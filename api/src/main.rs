use std::sync::Arc;

use actix_web::{web, HttpServer};
use anyhow::Context;
use dotenv::dotenv;
use log::info;

use gym_api::app::{create_app, AppState};
use gym_infra::database::{
    DatabasePool, MySqlGymBookingRepository, MySqlTrainerBookingRepository,
    MySqlTrainerRepository, MySqlUserRepository,
};
use gym_shared::config::AppConfig;

#[actix_web::main]
async fn main() -> anyhow::Result<()> {
    // Load environment variables
    dotenv().ok();

    let config = AppConfig::from_env();

    // Initialize logger
    env_logger::init_from_env(
        env_logger::Env::new().default_filter_or(config.environment.default_log_filter()),
    );

    info!("Starting GymFlow API Server ({})", config.environment);

    config
        .validate()
        .map_err(anyhow::Error::msg)
        .context("Invalid configuration")?;

    // Database and schema
    let database = DatabasePool::new(config.database.clone())
        .await
        .context("Failed to connect to the database")?;
    database
        .run_migrations()
        .await
        .context("Failed to apply database migrations")?;
    info!("Database ready: {}", database.get_statistics());

    // Repositories and services
    let pool = database.get_pool().clone();
    let app_state = AppState::new(
        Arc::new(MySqlUserRepository::new(pool.clone())),
        Arc::new(MySqlTrainerRepository::new(pool.clone())),
        Arc::new(MySqlGymBookingRepository::new(pool.clone())),
        Arc::new(MySqlTrainerBookingRepository::new(pool)),
        &config,
    )
    .context("Failed to initialize services")?;
    let app_state = web::Data::new(app_state);

    if app_state.admin_api_key.is_none() {
        log::warn!("ADMIN_API_KEY is not set; administrative endpoints are disabled");
    }

    let bind_address = config.server.bind_address();
    info!("Server will bind to: {}", bind_address);

    let mut server = HttpServer::new(move || create_app(app_state.clone()));
    if config.server.workers > 0 {
        server = server.workers(config.server.workers);
    }

    server
        .bind(&bind_address)
        .with_context(|| format!("Failed to bind {}", bind_address))?
        .run()
        .await?;

    database.close().await;
    info!("Server stopped");
    Ok(())
}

*Task item*. What is needed here is the full listing, restated word for word.

*Output for this task*.
filename api/src/main.rs
use std::sync::Arc;

use actix_web::{web, HttpServer};
use anyhow::Context;
use dotenv::dotenv;
use log::info;

use gym_api::app::{create_app, AppState};
use gym_infra::database::{
    DatabasePool, MySqlGymBookingRepository, MySqlTrainerBookingRepository,
    MySqlTrainerRepository, MySqlUserRepository,
};
use gym_shared::config::AppConfig;

#[actix_web::main]
async fn main() -> anyhow::Result<()> {
    // Load environment variables
    dotenv().ok();

    let config = AppConfig::from_env();

    // Initialize logger
    env_logger::init_from_env(
        env_logger::Env::new().default_filter_or(config.environment.default_log_filter()),
    );

    info!("Starting GymFlow API Server ({})", config.environment);

    config
        .validate()
        .map_err(anyhow::Error::msg)
        .context("Invalid configuration")?;

    // Database and schema
    let database = DatabasePool::new(config.database.clone())
        .await
        .context("Failed to connect to the database")?;
    database
        .run_migrations()
        .await
        .context("Failed to apply database migrations")?;
    info!("Database ready: {}", database.get_statistics());

    // Repositories and services
    let pool = database.get_pool().clone();
    let app_state = AppState::new(
        Arc::new(MySqlUserRepository::new(pool.clone())),
        Arc::new(MySqlTrainerRepository::new(pool.clone())),
        Arc::new(MySqlGymBookingRepository::new(pool.clone())),
        Arc::new(MySqlTrainerBookingRepository::new(pool)),
        &config,
    )
    .context("Failed to initialize services")?;
    let app_state = web::Data::new(app_state);

    if app_state.admin_api_key.is_none() {
        log::warn!("ADMIN_API_KEY is not set; administrative endpoints are disabled");
    }

    let bind_address = config.server.bind_address();
    info!("Server will bind to: {}", bind_address);

    let mut server = HttpServer::new(move || create_app(app_state.clone()));
    if config.server.workers > 0 {
        server = server.workers(config.server.workers);
    }

    server
        .bind(&bind_address)
        .with_context(|| format!("Failed to bind {}", bind_address))?
        .run()
        .await?;

    database.close().await;
    info!("Server stopped");
    Ok(())
}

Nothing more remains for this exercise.